→ Requirement
I need the lines below from the one with "pub const BUTTON_FALLBACK: Color = LIGHTGRAY;" down to the one with "if block.kind == BlockKind::Stone" reproduced exactly, both ends included, and nothing else.

Saved entries:
//! RGBA8 drawing surface.
//!
//! Strokes are rasterized as distance-coverage capsules (round caps), so the
//! output is a pure function of the inputs: identical draw sequences yield
//! identical pixels.

use crate::color::Rgb;

#[derive(Debug, Clone, Copy, PartialEq, Eq)]
pub enum Blend {
    /// Source-over with the given alpha.
    Alpha,
    /// Channel-wise saturating add, scaled by the given alpha.
    Additive,
}

pub struct Canvas {
    width: usize,
    height: usize,
    pixels: Vec<u8>,
}

impl Canvas {
    pub fn new(width: usize, height: usize) -> Self {
        let mut c = Self {
            width: 0,
            height: 0,
            pixels: Vec::new(),
        };
        c.resize(width, height);
        c
    }

    /// Reallocates and clears. Dimensions are kept at least 1x1.
    pub fn resize(&mut self, width: usize, height: usize) {
        self.width = width.max(1);
        self.height = height.max(1);
        self.pixels = vec![0; self.width * self.height * 4];
        self.clear();
    }

    pub fn clear(&mut self) {
        for px in self.pixels.chunks_exact_mut(4) {
            px[0] = 0;
            px[1] = 0;
            px[2] = 0;
            px[3] = 255;
        }
    }

    pub fn width(&self) -> usize {
        self.width
    }

    pub fn height(&self) -> usize {
        self.height
    }

    pub fn pixels(&self) -> &[u8] {
        &self.pixels
    }

    fn blend_px(&mut self, x: usize, y: usize, color: Rgb, alpha: f32, blend: Blend) {
        let i = (y * self.width + x) * 4;
        let px = &mut self.pixels[i..i + 4];
        let a = alpha.clamp(0.0, 1.0);
        match blend {
            Blend::Alpha => {
                px[0] = (px[0] as f32 * (1.0 - a) + color.r as f32 * a).round() as u8;
                px[1] = (px[1] as f32 * (1.0 - a) + color.g as f32 * a).round() as u8;
                px[2] = (px[2] as f32 * (1.0 - a) + color.b as f32 * a).round() as u8;
            }
            Blend::Additive => {
                px[0] = px[0].saturating_add((color.r as f32 * a).round() as u8);
                px[1] = px[1].saturating_add((color.g as f32 * a).round() as u8);
                px[2] = px[2].saturating_add((color.b as f32 * a).round() as u8);
            }
        }
        px[3] = 255;
    }

    /// Opaque axis-aligned fill, clipped to the surface.
    pub fn fill_rect(&mut self, x: i32, y: i32, w: i32, h: i32, color: Rgb) {
        if w <= 0 || h <= 0 {
            return;
        }
        let x0 = x.max(0) as usize;
        let y0 = y.max(0) as usize;
        let x1 = x.saturating_add(w).clamp(0, self.width as i32) as usize;
        let y1 = y.saturating_add(h).clamp(0, self.height as i32) as usize;
        for yy in y0..y1 {
            for xx in x0..x1 {
                let i = (yy * self.width + xx) * 4;
                self.pixels[i] = color.r;
                self.pixels[i + 1] = color.g;
                self.pixels[i + 2] = color.b;
                self.pixels[i + 3] = 255;
            }
        }
    }

    /// Antialiased disk. `radius` is kept visible for subpixel widths.
    pub fn stamp_dot(&mut self, x: f32, y: f32, radius: f32, color: Rgb, alpha: f32, blend: Blend) {
        self.stroke_capsule(x, y, x, y, radius, color, alpha, blend);
    }

    /// Antialiased stroke with round caps, `width` in pixels.
    #[allow(clippy::too_many_arguments)]
    pub fn stroke_segment(
        &mut self,
        x0: f32,
        y0: f32,
        x1: f32,
        y1: f32,
        width: f32,
        color: Rgb,
        alpha: f32,
        blend: Blend,
    ) {
        self.stroke_capsule(x0, y0, x1, y1, width / 2.0, color, alpha, blend);
    }

    #[allow(clippy::too_many_arguments)]
    fn stroke_capsule(
        &mut self,
        x0: f32,
        y0: f32,
        x1: f32,
        y1: f32,
        radius: f32,
        color: Rgb,
        alpha: f32,
        blend: Blend,
    ) {
        if !(x0.is_finite() && y0.is_finite() && x1.is_finite() && y1.is_finite()) {
            return;
        }
        let r = radius.max(0.3);
        let min_x = (x0.min(x1) - r - 1.0).floor().max(0.0) as usize;
        let min_y = (y0.min(y1) - r - 1.0).floor().max(0.0) as usize;
        let max_x = ((x0.max(x1) + r + 1.0).ceil() as i64).clamp(0, self.width as i64) as usize;
        let max_y = ((y0.max(y1) + r + 1.0).ceil() as i64).clamp(0, self.height as i64) as usize;
        if min_x >= max_x || min_y >= max_y {
            return;
        }

        let sx = x1 - x0;
        let sy = y1 - y0;
        let len_sq = sx * sx + sy * sy;

        for py in min_y..max_y {
            for px in min_x..max_x {
                let cx = px as f32 + 0.5;
                let cy = py as f32 + 0.5;
                // Distance from the pixel center to the segment.
                let t = if len_sq > 0.0 {
                    (((cx - x0) * sx + (cy - y0) * sy) / len_sq).clamp(0.0, 1.0)
                } else {
                    0.0
                };
                let dx = cx - (x0 + t * sx);
                let dy = cy - (y0 + t * sy);
                let dist = (dx * dx + dy * dy).sqrt();
                let coverage = (r + 0.5 - dist).clamp(0.0, 1.0);
                if coverage > 0.0 {
                    self.blend_px(px, py, color, alpha * coverage, blend);
                }
            }
        }
    }
}
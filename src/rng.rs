//! Seeded pseudo-random stream (xorshift32) and seed canonicalization.
//!
//! Every rendered frame rebuilds its generator from the current seed, so the
//! whole stream must be a pure function of the seed value. The hash is FNV-1a
//! over the seed's bytes; a numeric seed is used directly.

const FNV_OFFSET: u32 = 0x811C_9DC5;
const FNV_PRIME: u32 = 16_777_619;

/// Remap target for an all-zero state, which would otherwise lock the
/// xorshift stream at zero forever.
const ZERO_REMAP: u32 = 0x9E37_79B9;

/// FNV-1a over the string's bytes. Total: any string maps into [0, 2^32).
pub fn hash_string_to_int(s: &str) -> u32 {
    let mut h = FNV_OFFSET;
    for b in s.bytes() {
        h ^= b as u32;
        h = h.wrapping_mul(FNV_PRIME);
    }
    h
}

/// Deterministic xorshift32 generator. One instance owns its state; it is
/// never shared between frames.
#[derive(Debug, Clone)]
pub struct Rng {
    state: u32,
}

impl Rng {
    /// Numeric seed used as the initial state directly.
    pub fn from_u32(seed: u32) -> Self {
        let state = if seed == 0 { ZERO_REMAP } else { seed };
        Self { state }
    }

    /// Textual seed, hashed. Empty input falls back to a fixed literal so
    /// the constructor stays total; the UI layer substitutes a random seed
    /// before an empty one ever reaches a render.
    pub fn from_seed(seed: &str) -> Self {
        let text = if seed.is_empty() { "seed" } else { seed };
        Self::from_u32(hash_string_to_int(text))
    }

    /// One xorshift32 step; returns a value strictly inside [0, 1).
    pub fn next(&mut self) -> f64 {
        let mut x = self.state;
        x ^= x << 13;
        x ^= x >> 17;
        x ^= x << 5;
        self.state = x;
        x as f64 / 4_294_967_296.0
    }
}
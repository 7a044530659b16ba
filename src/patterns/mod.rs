mod flowfield;
mod orbits;
mod tiles;

pub use flowfield::FlowFieldPattern;
pub use orbits::OrbitsPattern;
pub use tiles::TilesPattern;

use crate::canvas::Canvas;
use crate::params::Params;
use crate::rng::Rng;

/// Everything a generator sees for one frame. The RNG is rebuilt from the
/// seed each frame; any state that must survive frames lives inside the
/// pattern itself.
pub struct FrameCtx<'a> {
    pub rng: &'a mut Rng,
    pub w: f32,
    pub h: f32,
    pub time: f32,
    pub params: &'a Params,
}

pub trait Pattern {
    fn name(&self) -> &'static str;
    fn render(&mut self, ctx: &mut FrameCtx<'_>, canvas: &mut Canvas);
    fn on_resize(&mut self, _w: usize, _h: usize) {}
}

#[derive(Debug, Clone, Copy, PartialEq, Eq)]
pub enum PatternKind {
    Orbits,
    FlowField,
    Tiles,
}

impl PatternKind {
    /// Unknown keys map to `None`; callers fall back to Orbits.
    pub fn from_key(key: &str) -> Option<Self> {
        match key {
            "orbits" => Some(Self::Orbits),
            "flowfield" => Some(Self::FlowField),
            "tiles" => Some(Self::Tiles),
            _ => None,
        }
    }

    pub fn key(self) -> &'static str {
        match self {
            Self::Orbits => "orbits",
            Self::FlowField => "flowfield",
            Self::Tiles => "tiles",
        }
    }

    pub const fn all() -> [Self; 3] {
        [Self::Orbits, Self::FlowField, Self::Tiles]
    }

    pub fn next(self, forward: bool) -> Self {
        let all = Self::all();
        let idx = all.iter().position(|k| *k == self).unwrap_or(0);
        let next = if forward {
            (idx + 1) % all.len()
        } else {
            (idx + all.len() - 1) % all.len()
        };
        all[next]
    }
}
//! World rendering
//!
//! Draws the gameplay scene through a scrolling 2D camera, then the HUD in
//! screen space. Every sprite falls back to a flat placeholder rect when
//! its texture failed to load, so the demo runs without its asset pack.

use macroquad::prelude::*;

use crate::app::{SCREEN_HEIGHT, SCREEN_WIDTH};
use crate::assets::GameAssets;
use crate::ui::{self, MouseState};

use super::level::{BlockKind, Level, GROUND_HEIGHT, GROUND_LENGTH, GROUND_START_X};
use super::player::{Player, PLAYER_WIDTH};

/// Camera that keeps the player centered horizontally with the full screen
/// height visible. Macroquad's NDC y points up, so the y zoom is negated
/// to keep world y pointing down.
pub fn world_camera(player: &Player) -> Camera2D {
    Camera2D {
        target: vec2(player.pos.x + PLAYER_WIDTH * 0.5, SCREEN_HEIGHT * 0.5),
        zoom: vec2(2.0 / SCREEN_WIDTH, -2.0 / SCREEN_HEIGHT),
        ..Default::default()
    }
}

/// Draw a world sprite, or a flat placeholder when the texture is missing
fn draw_sprite(texture: Option<&Texture2D>, rect: &Rect, flip_x: bool, fallback: Color) {
    match texture {
        Some(tex) => draw_texture_ex(
            tex,
            rect.x,
            rect.y,
            WHITE,
            DrawTextureParams {
                dest_size: Some(vec2(rect.w, rect.h)),
                flip_x,
                ..Default::default()
            },
        ),
        None => draw_rectangle(rect.x, rect.y, rect.w, rect.h, fallback),
    }
}

/// Draw everything that lives in world space (call inside the camera)
pub fn draw_world(level: &Level, player: &Player, clouds: &[Vec2], assets: &GameAssets) {
    let (cloud_w, cloud_h) = assets.cloud_size();
    for cloud in clouds {
        let rect = Rect::new(cloud.x, cloud.y, cloud_w, cloud_h);
        draw_sprite(assets.cloud.as_ref(), &rect, false, ui::CLOUD_FALLBACK);
    }

    draw_rectangle(
        GROUND_START_X,
        level.ground_top,
        GROUND_LENGTH,
        GROUND_HEIGHT,
        ui::GROUND,
    );

    for block in &level.blocks {
        if block.is_removed() {
            continue;
        }
        let (texture, fallback) = match block.kind {
            BlockKind::Question => (assets.question_block.as_ref(), ui::QUESTION_FALLBACK),
            BlockKind::Stone => (assets.stone_block.as_ref(), ui::STONE_FALLBACK),
        };
        draw_sprite(texture, &block.rect, false, fallback);
    }

    for enemy in &level.enemies {
        if !enemy.active {
            continue;
        }
        // Enemy art faces left; flip it when walking right
        let flip = enemy.direction > 0.0;
        draw_sprite(assets.enemy.as_ref(), &enemy.rect, flip, ui::ENEMY_FALLBACK);
    }

    for coin in &level.coins {
        if coin.collected || coin.is_removed() {
            continue;
        }
        draw_sprite(assets.coin.as_ref(), &coin.rect, false, ui::COIN_FALLBACK);
    }

    let texture = if player.jumping {
        assets.player_jump.as_ref()
    } else if player.moving {
        assets.player_walk[player.walk_frame].as_ref()
    } else {
        assets.player_idle.as_ref()
    };
    draw_sprite(
        texture,
        &player.collider(),
        player.facing.flip_x(),
        ui::PLAYER_FALLBACK,
    );
}

fn settings_icon_rect() -> Rect {
    Rect::new(SCREEN_WIDTH - 60.0, 20.0, 40.0, 40.0)
}

/// Draw the screen-space HUD (call after resetting the camera).
/// Returns true when the settings icon was clicked.
pub fn draw_hud(assets: &GameAssets, mouse: &MouseState, score: i32) -> bool {
    draw_text(
        "Super Mano Bros",
        10.0,
        30.0,
        ui::FONT_SIZE_HUD,
        ui::LABEL_COLOR,
    );
    draw_text(
        &format!("Score: {}", score),
        10.0,
        60.0,
        ui::FONT_SIZE_HUD,
        ui::LABEL_COLOR,
    );

    let icon = settings_icon_rect();
    ui::draw_texture_or_rect(assets.settings_icon.as_ref(), &icon, ui::ICON_FALLBACK);
    mouse.clicked(&icon)
}
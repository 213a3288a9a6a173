//! Immediate-mode UI helpers for the menu screens
//!
//! Design principles:
//! - Immediate mode (no retained state, rebuilt each frame)
//! - Simple rectangle-based hit-testing against a per-frame mouse snapshot
//! - Macroquad integration for rendering

mod input;
mod theme;
mod widgets;

pub use input::*;
pub use theme::*;
pub use widgets::*;
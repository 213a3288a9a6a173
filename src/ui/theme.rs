//! UI Theme - Shared colors and styling constants
//!
//! Centralized color definitions so the screens stay visually consistent.

use macroquad::prelude::*;

// =============================================================================
// World Colors
// =============================================================================

/// Sky backdrop
pub const SKY: Color = SKYBLUE;

/// Ground strip
pub const GROUND: Color = GREEN;

// =============================================================================
// Text Colors / Sizes
// =============================================================================

/// Title-screen heading
pub const HEADING_COLOR: Color = YELLOW;

/// HUD and button label text
pub const LABEL_COLOR: Color = BLACK;

/// Title heading text size
pub const FONT_SIZE_HEADING: f32 = 75.0;

/// Menu button label size
pub const FONT_SIZE_BUTTON: f32 = 40.0;

/// Settings button label size
pub const FONT_SIZE_PANEL: f32 = 30.0;

/// HUD text size
pub const FONT_SIZE_HUD: f32 = 20.0;

// =============================================================================
// Button Colors
// =============================================================================

/// Start button hover wash
pub const START_HOVER: Color = Color::new(0.99, 0.98, 0.0, 0.4);

/// Exit button hover wash
pub const EXIT_HOVER: Color = Color::new(0.90, 0.16, 0.22, 0.3);

/// Settings screen backdrop
pub const SETTINGS_BG: Color = DARKGRAY;

/// Resume button idle / hover
pub const RESUME_IDLE: Color = DARKGREEN;
pub const RESUME_HOVER: Color = GREEN;

/// Sound toggle idle / hover
pub const SOUND_IDLE: Color = GOLD;
pub const SOUND_HOVER: Color = YELLOW;

/// Quit button idle / hover
pub const QUIT_IDLE: Color = MAROON;
pub const QUIT_HOVER: Color = RED;

// =============================================================================
// Placeholder Colors (drawn when a texture failed to load)
// =============================================================================

pub const PLAYER_FALLBACK: Color = RED;
pub const ENEMY_FALLBACK: Color = DARKBROWN;
pub const COIN_FALLBACK: Color = GOLD;
pub const STONE_FALLBACK: Color = GRAY;
pub const QUESTION_FALLBACK: Color = ORANGE;
pub const CLOUD_FALLBACK: Color = WHITE;
pub const BUTTON_FALLBACK: Color = LIGHTGRAY;
pub const ICON_FALLBACK: Color = LIGHTGRAY;
pub const TITLE_BG_FALLBACK: Color = SKYBLUE;
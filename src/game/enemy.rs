//! Enemy patrol logic
//!
//! Enemies walk back and forth at a fixed speed. Before committing to the
//! next step they probe one step ahead against the stone blocks and turn
//! around on contact; the world edges also turn them around, with the
//! position clamped exactly onto the boundary.

use super::level::{Block, BlockKind, Enemy, ENEMY_SIZE, GROUND_LENGTH, GROUND_START_X};

/// Advance all active enemies by one frame
pub fn update_enemies(enemies: &mut [Enemy], blocks: &[Block]) {
    for enemy in enemies.iter_mut() {
        if !enemy.active {
            continue;
        }
        enemy.rect.x += enemy.direction * enemy.speed;

        // Probe the next step against stone blocks and reverse on contact
        let mut probe = enemy.rect;
        probe.x += enemy.direction * enemy.speed;
        for block in blocks {
            if block.kind == BlockKind::Stone && probe.overlaps(&block.rect) {
                enemy.direction = -enemy.direction;
                break;
            }
        }

        let max_x = GROUND_START_X + GROUND_LENGTH - ENEMY_SIZE;
        if enemy.rect.x < GROUND_START_X {
            enemy.rect.x = GROUND_START_X;
            enemy.direction = 1.0;
        }
        if enemy.rect.x > max_x {
            enemy.rect.x = max_x;
            enemy.direction = -1.0;
        }
    }
}
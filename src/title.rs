//! Title screen

use macroquad::prelude::*;

use crate::app::{SCREEN_HEIGHT, SCREEN_WIDTH};
use crate::assets::GameAssets;
use crate::ui::{self, MouseState};

/// What the title screen asked for this frame
#[derive(Debug, Clone, Copy, PartialEq, Eq)]
pub enum TitleAction {
    None,
    Start,
    Exit,
}

const HEADING: &str = "SUPER MANO BROS";
const HEADING_BASELINE_Y: f32 = 160.0;

fn start_button() -> Rect {
    Rect::new(SCREEN_WIDTH * 0.5 - 400.0, 340.0, 300.0, 80.0)
}

fn exit_button() -> Rect {
    Rect::new(SCREEN_WIDTH * 0.5 - 400.0, 460.0, 300.0, 80.0)
}

/// Draw the title screen and hit-test its buttons
pub fn draw(assets: &GameAssets, mouse: &MouseState) -> TitleAction {
    let backdrop = Rect::new(0.0, 0.0, SCREEN_WIDTH, SCREEN_HEIGHT);
    ui::draw_texture_or_rect(
        assets.title_background.as_ref(),
        &backdrop,
        ui::TITLE_BG_FALLBACK,
    );

    let dims = measure_text(HEADING, None, ui::FONT_SIZE_HEADING as u16, 1.0);
    draw_text(
        HEADING,
        ((SCREEN_WIDTH - dims.width) * 0.5).round(),
        HEADING_BASELINE_Y,
        ui::FONT_SIZE_HEADING,
        ui::HEADING_COLOR,
    );

    if ui::texture_button(
        mouse,
        start_button(),
        assets.button.as_ref(),
        "START",
        ui::START_HOVER,
    ) {
        return TitleAction::Start;
    }
    if ui::texture_button(
        mouse,
        exit_button(),
        assets.button.as_ref(),
        "EXIT",
        ui::EXIT_HOVER,
    ) {
        return TitleAction::Exit;
    }
    TitleAction::None
}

→ Solution to the exercise
pub const BUTTON_FALLBACK: Color = LIGHTGRAY;
pub const ICON_FALLBACK: Color = LIGHTGRAY;
pub const TITLE_BG_FALLBACK: Color = SKYBLUE;
filename src/game/enemy.rs
//! Enemy patrol logic
//!
//! Enemies walk back and forth at a fixed speed. Before committing to the
//! next step they probe one step ahead against the stone blocks and turn
//! around on contact; the world edges also turn them around, with the
//! position clamped exactly onto the boundary.

use super::level::{Block, BlockKind, Enemy, ENEMY_SIZE, GROUND_LENGTH, GROUND_START_X};

/// Advance all active enemies by one frame
pub fn update_enemies(enemies: &mut [Enemy], blocks: &[Block]) {
    for enemy in enemies.iter_mut() {
        if !enemy.active {
            continue;
        }
        enemy.rect.x += enemy.direction * enemy.speed;

        // Probe the next step against stone blocks and reverse on contact
        let mut probe = enemy.rect;
        probe.x += enemy.direction * enemy.speed;
        for block in blocks {
            if block.kind == BlockKind::Stone && probe.overlaps(&block.rect) {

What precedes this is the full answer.